[Stored items]

################

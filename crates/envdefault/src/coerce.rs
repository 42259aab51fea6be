//! Conversion of raw text into declared field types.
//!
//! [`Coerce`] is the per-type dispatch table used by the loader. The derive
//! macro calls `<FieldType as Coerce>::coerce(raw)` for every settable
//! field, so a field whose type has no implementation fails to compile
//! instead of failing at load time. Fields marked `#[env(parse)]` use
//! [`from_str`] instead.
//!
//! | Declared type | Rule |
//! |---------------|------|
//! | `String`, `PathBuf`, `OsString`, `Box<str>`, `Arc<str>` | assigned verbatim |
//! | `bool` | `true`/`false`/`t`/`f`/`1`/`0`, case-insensitive |
//! | `i8`..`i64`, `isize`, `u8`..`u64`, `usize` | base-10 `i64`, then range-checked |
//! | [`Duration`] | [`parse_duration`] grammar |
//! | `Option<T>` | `Some` of the inner coercion |

use std::ffi::OsString;
use std::path::PathBuf;
use std::str::FromStr;
use std::sync::Arc;
use std::time::Duration;

use thiserror::Error as ThisError;

use crate::duration::parse_duration;
use crate::error::{CoerceFailure, CoercionKind};

/// Converts a raw environment or default string into `Self`.
pub trait Coerce: Sized {
    /// Performs the conversion.
    ///
    /// # Errors
    ///
    /// Returns a [`CoerceFailure`] naming the rule that rejected the value.
    fn coerce(raw: &str) -> Result<Self, CoerceFailure>;
}

/// Error returned by [`parse_bool`].
#[derive(Clone, Debug, Eq, PartialEq, ThisError)]
#[error("invalid boolean literal {0:?}")]
pub struct ParseBoolError(pub String);

/// Parses a boolean literal.
///
/// Accepts `true`, `false`, `t`, `f`, `1` and `0` in any letter case.
///
/// # Errors
///
/// Returns [`ParseBoolError`] for any other input, including the empty string.
pub fn parse_bool(raw: &str) -> Result<bool, ParseBoolError> {
    match raw.to_ascii_lowercase().as_str() {
        "true" | "t" | "1" => Ok(true),
        "false" | "f" | "0" => Ok(false),
        _ => Err(ParseBoolError(raw.to_string())),
    }
}

/// Parses through `FromStr`, for fields marked `#[env(parse)]`.
///
/// # Errors
///
/// Returns a [`CoerceFailure`] of kind [`CoercionKind::Parse`] wrapping the
/// type's own parse error.
pub fn from_str<T>(raw: &str) -> Result<T, CoerceFailure>
where
    T: FromStr,
    T::Err: std::error::Error + Send + Sync + 'static,
{
    raw.parse::<T>()
        .map_err(|e| CoerceFailure::new(CoercionKind::Parse, e))
}

fn parse_i64(raw: &str) -> Result<i64, CoerceFailure> {
    raw.parse::<i64>()
        .map_err(|e| CoerceFailure::new(CoercionKind::Integer, e))
}

/// Generates `Coerce` for integer types by range-checking an `i64`
macro_rules! impl_coerce_integer {
    ($($t:ty),+ $(,)?) => {
        $(
            impl Coerce for $t {
                fn coerce(raw: &str) -> Result<Self, CoerceFailure> {
                    let wide = parse_i64(raw)?;

                    <$t>::try_from(wide)
                        .map_err(|e| CoerceFailure::new(CoercionKind::Integer, e))
                }
            }
        )+
    };
}

impl_coerce_integer!(i8, i16, i32, i64, isize, u8, u16, u32, u64, usize);

/// Generates `Coerce` for types built directly from the raw string
macro_rules! impl_coerce_verbatim {
    ($($t:ty),+ $(,)?) => {
        $(
            impl Coerce for $t {
                fn coerce(raw: &str) -> Result<Self, CoerceFailure> {
                    Ok(<$t>::from(raw))
                }
            }
        )+
    };
}

impl_coerce_verbatim!(String, PathBuf, OsString, Box<str>, Arc<str>);

impl Coerce for bool {
    fn coerce(raw: &str) -> Result<Self, CoerceFailure> {
        parse_bool(raw).map_err(|e| CoerceFailure::new(CoercionKind::Bool, e))
    }
}

impl Coerce for Duration {
    fn coerce(raw: &str) -> Result<Self, CoerceFailure> {
        parse_duration(raw).map_err(|e| CoerceFailure::new(CoercionKind::Duration, e))
    }
}

impl<T: Coerce> Coerce for Option<T> {
    fn coerce(raw: &str) -> Result<Self, CoerceFailure> {
        T::coerce(raw).map(Some)
    }
}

################

**Work to complete**
Pull every line containing "instead" from the entries above and copy it.

**Solution for this task**
//! instead of failing at load time. Fields marked `#[env(parse)]` use
//! [`from_str`] instead.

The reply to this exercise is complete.